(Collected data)
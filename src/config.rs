//! Configuration management with layered loading
//!
//! Precedence (lowest to highest):
//! 1. Compiled defaults
//! 2. Global config: `$XDG_CONFIG_HOME/tritree/tritree.toml`
//! 3. Local config: `.tritree.toml` in the directory of the tree definition
//! 4. Environment variables: `TRITREE_*` prefix, `__` as section separator

use std::path::{Path, PathBuf};

use config::{Config, ConfigError, Environment};
use directories::ProjectDirs;
use serde::{Deserialize, Serialize};

use crate::application::ApplicationError;
use crate::domain::{AncestorWalk, DEFAULT_MAX_DEPTH};
use crate::util::path::expand_env_vars;

/// Propagation engine settings.
#[derive(Debug, Clone, Serialize, Deserialize, PartialEq, Eq)]
#[serde(default)]
pub struct EngineSettings {
    /// How far ancestor recomputation walks after a toggle
    pub ancestor_walk: AncestorWalk,
    /// Re-derive branch states from their children after loading a tree
    pub reconcile_on_load: bool,
    /// Deepest tree the builder accepts
    pub max_depth: usize,
}

impl Default for EngineSettings {
    fn default() -> Self {
        Self {
            ancestor_walk: AncestorWalk::ToRoot,
            reconcile_on_load: true,
            max_depth: DEFAULT_MAX_DEPTH,
        }
    }
}

/// Text rendering settings for the CLI.
#[derive(Debug, Clone, Default, Serialize, Deserialize, PartialEq, Eq)]
#[serde(default)]
pub struct DisplaySettings {
    /// Render children of closed branches too
    pub show_collapsed: bool,
    /// Append the node key to its label
    pub show_keys: bool,
}

/// Raw engine settings for intermediate parsing (`None` means "not specified").
#[derive(Debug, Clone, Deserialize, Default)]
#[serde(default)]
pub struct RawEngineSettings {
    pub ancestor_walk: Option<AncestorWalk>,
    pub reconcile_on_load: Option<bool>,
    pub max_depth: Option<usize>,
}

#[derive(Debug, Clone, Deserialize, Default)]
#[serde(default)]
pub struct RawDisplaySettings {
    pub show_collapsed: Option<bool>,
    pub show_keys: Option<bool>,
}

/// Raw settings for intermediate parsing.
#[derive(Debug, Clone, Deserialize, Default)]
#[serde(default)]
pub struct RawSettings {
    pub trees_dir: Option<PathBuf>,
    pub engine: RawEngineSettings,
    pub display: RawDisplaySettings,
}

impl EngineSettings {
    fn merge(&self, overlay: &RawEngineSettings) -> Self {
        Self {
            ancestor_walk: overlay.ancestor_walk.unwrap_or(self.ancestor_walk),
            reconcile_on_load: overlay.reconcile_on_load.unwrap_or(self.reconcile_on_load),
            max_depth: overlay.max_depth.unwrap_or(self.max_depth),
        }
    }
}

impl DisplaySettings {
    fn merge(&self, overlay: &RawDisplaySettings) -> Self {
        Self {
            show_collapsed: overlay.show_collapsed.unwrap_or(self.show_collapsed),
            show_keys: overlay.show_keys.unwrap_or(self.show_keys),
        }
    }
}

/// Unified configuration for tritree.
#[derive(Debug, Clone, Serialize, Deserialize, PartialEq, Eq)]
#[serde(default)]
pub struct Settings {
    /// Directory searched for tree definitions given by name
    pub trees_dir: PathBuf,
    pub engine: EngineSettings,
    pub display: DisplaySettings,
}

impl Default for Settings {
    fn default() -> Self {
        Self {
            trees_dir: default_trees_dir(),
            engine: EngineSettings::default(),
            display: DisplaySettings::default(),
        }
    }
}

/// Get the default trees directory (`$XDG_DATA_HOME/tritree/trees`).
fn default_trees_dir() -> PathBuf {
    ProjectDirs::from("", "", "tritree")
        .map(|dirs| dirs.data_dir().join("trees"))
        .unwrap_or_else(|| PathBuf::from("~/.tritree/trees"))
}

/// Get the XDG config directory for tritree.
pub fn global_config_dir() -> Option<PathBuf> {
    ProjectDirs::from("", "", "tritree").map(|dirs| dirs.config_dir().to_path_buf())
}

/// Get the path to the global config file.
pub fn global_config_path() -> Option<PathBuf> {
    global_config_dir().map(|dir| dir.join("tritree.toml"))
}

/// Get the path to the local config file in a tree directory.
pub fn local_config_path(tree_dir: &Path) -> PathBuf {
    tree_dir.join(".tritree.toml")
}

/// Load a TOML file into RawSettings for manual merging.
fn load_raw_settings(path: &Path) -> Result<RawSettings, ApplicationError> {
    let content = std::fs::read_to_string(path).map_err(|e| ApplicationError::Config {
        message: format!("read {}: {}", path.display(), e),
    })?;
    toml::from_str(&content).map_err(|e| ApplicationError::Config {
        message: format!("parse {}: {}", path.display(), e),
    })
}

fn config_err(e: ConfigError) -> ApplicationError {
    ApplicationError::Config {
        message: e.to_string(),
    }
}

impl Settings {
    /// Expand shell variables and tilde in path-like fields.
    fn expand_paths(&mut self) {
        let expanded = expand_env_vars(self.trees_dir.to_string_lossy().as_ref());
        self.trees_dir = PathBuf::from(expanded);
    }

    /// Merge overlay config onto self (base): overlay wins where specified.
    fn merge_with(&self, overlay: &RawSettings) -> Self {
        Self {
            trees_dir: overlay
                .trees_dir
                .clone()
                .unwrap_or_else(|| self.trees_dir.clone()),
            engine: self.engine.merge(&overlay.engine),
            display: self.display.merge(&overlay.display),
        }
    }

    /// Load settings with layered precedence.
    ///
    /// # Arguments
    /// * `tree_dir` - Optional directory of the tree definition, for local config
    pub fn load(tree_dir: Option<&Path>) -> Result<Self, ApplicationError> {
        // 1. Start with defaults
        let mut current = Self::default();

        // 2. Global config
        if let Some(global_path) = global_config_path() {
            if global_path.exists() {
                let raw = load_raw_settings(&global_path)?;
                current = current.merge_with(&raw);
            }
        }

        // 3. Local config next to the tree definition
        if let Some(dir) = tree_dir {
            let local_path = local_config_path(dir);
            if local_path.exists() {
                let raw = load_raw_settings(&local_path)?;
                current = current.merge_with(&raw);
            }
        }

        // 4. Environment variables (explicit override)
        current = Self::apply_env_overrides(current)?;

        current.expand_paths();

        Ok(current)
    }

    /// Apply TRITREE_* environment variables as explicit overrides.
    fn apply_env_overrides(mut settings: Self) -> Result<Self, ApplicationError> {
        let config = Config::builder()
            .add_source(
                Environment::with_prefix("TRITREE")
                    .prefix_separator("_")
                    .separator("__"),
            )
            .build()
            .map_err(config_err)?;

        if let Ok(val) = config.get_string("trees_dir") {
            settings.trees_dir = PathBuf::from(val);
        }
        if let Ok(val) = config.get_string("engine.ancestor_walk") {
            settings.engine.ancestor_walk = val.parse().map_err(|message| ApplicationError::Config {
                message: format!("TRITREE_ENGINE__ANCESTOR_WALK: {}", message),
            })?;
        }
        if let Ok(val) = config.get_bool("engine.reconcile_on_load") {
            settings.engine.reconcile_on_load = val;
        }
        if let Ok(val) = config.get_int("engine.max_depth") {
            settings.engine.max_depth = usize::try_from(val).map_err(|_| ApplicationError::Config {
                message: format!("TRITREE_ENGINE__MAX_DEPTH must not be negative: {}", val),
            })?;
        }
        if let Ok(val) = config.get_bool("display.show_collapsed") {
            settings.display.show_collapsed = val;
        }
        if let Ok(val) = config.get_bool("display.show_keys") {
            settings.display.show_keys = val;
        }

        Ok(settings)
    }

    /// Render the effective settings as TOML.
    pub fn to_toml(&self) -> Result<String, ApplicationError> {
        toml::to_string_pretty(self).map_err(|e| ApplicationError::Config {
            message: format!("serialize settings: {}", e),
        })
    }
}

**Work required**
State how many lines in the data include the string "loading". Nothing else belongs in the reply.

**Solution to the problem**
2